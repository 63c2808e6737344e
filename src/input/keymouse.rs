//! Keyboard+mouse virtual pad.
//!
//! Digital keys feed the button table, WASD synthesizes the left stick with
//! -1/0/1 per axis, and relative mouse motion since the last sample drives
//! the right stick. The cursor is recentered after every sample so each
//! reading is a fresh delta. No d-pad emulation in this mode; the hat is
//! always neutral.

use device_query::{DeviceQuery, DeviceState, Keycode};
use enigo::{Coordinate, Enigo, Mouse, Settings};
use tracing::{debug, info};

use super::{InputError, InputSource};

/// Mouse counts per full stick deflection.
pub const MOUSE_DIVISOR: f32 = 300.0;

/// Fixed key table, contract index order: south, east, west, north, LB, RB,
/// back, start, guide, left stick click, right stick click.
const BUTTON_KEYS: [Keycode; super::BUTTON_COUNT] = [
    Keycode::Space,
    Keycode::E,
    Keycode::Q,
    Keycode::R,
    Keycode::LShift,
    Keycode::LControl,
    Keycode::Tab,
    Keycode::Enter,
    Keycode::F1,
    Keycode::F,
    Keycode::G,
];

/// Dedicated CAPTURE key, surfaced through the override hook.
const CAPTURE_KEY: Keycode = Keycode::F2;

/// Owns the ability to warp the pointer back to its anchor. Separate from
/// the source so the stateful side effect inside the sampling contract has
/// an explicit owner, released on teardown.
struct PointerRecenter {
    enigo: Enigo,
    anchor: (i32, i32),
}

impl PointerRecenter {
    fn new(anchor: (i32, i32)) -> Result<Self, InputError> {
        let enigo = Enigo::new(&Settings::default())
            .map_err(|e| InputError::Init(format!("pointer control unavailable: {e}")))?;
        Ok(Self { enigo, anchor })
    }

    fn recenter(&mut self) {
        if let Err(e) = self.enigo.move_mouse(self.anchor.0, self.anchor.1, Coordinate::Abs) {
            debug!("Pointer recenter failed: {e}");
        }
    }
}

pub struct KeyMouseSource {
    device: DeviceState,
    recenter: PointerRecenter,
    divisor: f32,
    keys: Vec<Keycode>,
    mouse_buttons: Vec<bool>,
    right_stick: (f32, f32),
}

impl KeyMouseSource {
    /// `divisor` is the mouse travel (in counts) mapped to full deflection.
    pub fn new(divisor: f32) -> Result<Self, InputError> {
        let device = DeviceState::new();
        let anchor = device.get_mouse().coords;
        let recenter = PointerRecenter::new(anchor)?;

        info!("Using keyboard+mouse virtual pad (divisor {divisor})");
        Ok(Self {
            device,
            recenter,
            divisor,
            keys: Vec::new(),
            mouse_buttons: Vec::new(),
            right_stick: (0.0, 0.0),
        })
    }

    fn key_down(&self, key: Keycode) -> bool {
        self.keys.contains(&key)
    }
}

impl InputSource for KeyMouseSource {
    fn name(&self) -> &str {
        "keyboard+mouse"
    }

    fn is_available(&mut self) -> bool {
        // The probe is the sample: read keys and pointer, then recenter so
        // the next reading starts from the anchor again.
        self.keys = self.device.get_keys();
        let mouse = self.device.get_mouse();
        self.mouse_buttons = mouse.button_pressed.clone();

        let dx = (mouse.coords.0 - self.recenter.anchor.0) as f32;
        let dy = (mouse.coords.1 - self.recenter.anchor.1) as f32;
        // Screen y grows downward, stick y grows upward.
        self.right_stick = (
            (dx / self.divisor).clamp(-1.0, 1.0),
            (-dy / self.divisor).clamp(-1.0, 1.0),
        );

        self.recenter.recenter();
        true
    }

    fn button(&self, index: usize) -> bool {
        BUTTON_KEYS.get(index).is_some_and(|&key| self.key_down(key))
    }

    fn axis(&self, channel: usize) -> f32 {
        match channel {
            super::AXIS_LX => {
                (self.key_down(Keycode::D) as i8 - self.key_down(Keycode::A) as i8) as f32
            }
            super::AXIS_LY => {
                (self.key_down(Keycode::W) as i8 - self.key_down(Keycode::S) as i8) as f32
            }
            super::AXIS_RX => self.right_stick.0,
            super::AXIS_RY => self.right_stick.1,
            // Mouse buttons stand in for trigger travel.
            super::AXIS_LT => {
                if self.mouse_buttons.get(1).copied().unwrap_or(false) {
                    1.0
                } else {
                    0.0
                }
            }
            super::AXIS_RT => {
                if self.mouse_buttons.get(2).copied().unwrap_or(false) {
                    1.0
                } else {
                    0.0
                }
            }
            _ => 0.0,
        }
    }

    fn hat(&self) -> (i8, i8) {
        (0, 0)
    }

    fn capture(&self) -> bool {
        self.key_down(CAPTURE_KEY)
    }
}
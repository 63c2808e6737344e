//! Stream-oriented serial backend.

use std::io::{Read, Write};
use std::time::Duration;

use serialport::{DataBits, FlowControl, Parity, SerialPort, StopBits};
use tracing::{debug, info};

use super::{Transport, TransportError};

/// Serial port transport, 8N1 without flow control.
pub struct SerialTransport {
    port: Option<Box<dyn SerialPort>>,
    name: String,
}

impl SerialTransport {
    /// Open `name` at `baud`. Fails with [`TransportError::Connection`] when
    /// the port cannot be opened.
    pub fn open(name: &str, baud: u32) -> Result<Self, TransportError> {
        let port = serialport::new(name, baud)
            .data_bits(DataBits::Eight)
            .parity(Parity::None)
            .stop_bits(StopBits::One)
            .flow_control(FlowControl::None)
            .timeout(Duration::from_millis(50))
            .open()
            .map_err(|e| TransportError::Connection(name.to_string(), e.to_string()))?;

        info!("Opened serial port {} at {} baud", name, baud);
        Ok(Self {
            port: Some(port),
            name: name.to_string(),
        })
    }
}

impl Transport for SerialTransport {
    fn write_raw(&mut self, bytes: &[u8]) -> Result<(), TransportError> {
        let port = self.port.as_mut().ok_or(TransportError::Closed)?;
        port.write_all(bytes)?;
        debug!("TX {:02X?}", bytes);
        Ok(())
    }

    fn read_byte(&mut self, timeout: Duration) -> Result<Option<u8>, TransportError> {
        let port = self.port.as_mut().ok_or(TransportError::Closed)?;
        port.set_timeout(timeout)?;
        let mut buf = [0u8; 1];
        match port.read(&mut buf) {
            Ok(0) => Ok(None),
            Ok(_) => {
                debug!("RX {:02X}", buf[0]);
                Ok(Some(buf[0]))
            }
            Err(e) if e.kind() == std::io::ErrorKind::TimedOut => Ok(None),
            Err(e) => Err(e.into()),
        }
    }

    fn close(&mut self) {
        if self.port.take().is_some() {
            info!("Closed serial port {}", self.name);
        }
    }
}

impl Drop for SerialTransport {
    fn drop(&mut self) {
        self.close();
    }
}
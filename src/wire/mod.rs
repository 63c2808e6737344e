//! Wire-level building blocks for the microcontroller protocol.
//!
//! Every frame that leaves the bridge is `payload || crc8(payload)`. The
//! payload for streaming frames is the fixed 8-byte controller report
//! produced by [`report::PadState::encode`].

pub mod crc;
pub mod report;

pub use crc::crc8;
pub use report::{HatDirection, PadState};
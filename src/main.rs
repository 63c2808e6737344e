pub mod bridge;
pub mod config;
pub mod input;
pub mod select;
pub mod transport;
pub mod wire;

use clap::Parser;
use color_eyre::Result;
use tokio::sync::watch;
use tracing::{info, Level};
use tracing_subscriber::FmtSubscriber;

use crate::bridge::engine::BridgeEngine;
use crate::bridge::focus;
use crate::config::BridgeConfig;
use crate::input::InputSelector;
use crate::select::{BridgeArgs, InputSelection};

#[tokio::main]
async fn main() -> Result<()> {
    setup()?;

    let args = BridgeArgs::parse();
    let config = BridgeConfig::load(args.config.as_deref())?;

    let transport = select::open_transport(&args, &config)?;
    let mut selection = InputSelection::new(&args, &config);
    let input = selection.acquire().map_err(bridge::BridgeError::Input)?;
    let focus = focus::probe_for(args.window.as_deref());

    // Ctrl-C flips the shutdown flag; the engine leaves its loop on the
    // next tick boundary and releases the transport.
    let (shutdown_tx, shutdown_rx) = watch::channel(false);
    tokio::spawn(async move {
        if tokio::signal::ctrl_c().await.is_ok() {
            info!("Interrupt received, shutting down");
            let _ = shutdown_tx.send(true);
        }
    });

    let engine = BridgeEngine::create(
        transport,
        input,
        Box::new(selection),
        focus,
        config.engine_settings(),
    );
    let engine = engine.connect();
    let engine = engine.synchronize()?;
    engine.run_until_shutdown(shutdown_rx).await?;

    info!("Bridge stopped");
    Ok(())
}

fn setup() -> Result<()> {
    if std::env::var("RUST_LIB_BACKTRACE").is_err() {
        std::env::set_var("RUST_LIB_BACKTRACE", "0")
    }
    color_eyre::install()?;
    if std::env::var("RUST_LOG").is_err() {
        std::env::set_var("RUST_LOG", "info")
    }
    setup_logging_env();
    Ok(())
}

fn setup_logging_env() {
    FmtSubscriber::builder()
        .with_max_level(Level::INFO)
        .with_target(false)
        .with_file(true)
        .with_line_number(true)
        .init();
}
------------------------------------
> _Assignment_: Please give back the records exactly as written, beginning at the first line and including the line that holds "last sample drives" as the last.

> _Answer for this exercise_:
repository 63c2808e6737344e
filename src/input/keymouse.rs
//! Keyboard+mouse virtual pad.
//!
//! Digital keys feed the button table, WASD synthesizes the left stick with
//! -1/0/1 per axis, and relative mouse motion since the last sample drives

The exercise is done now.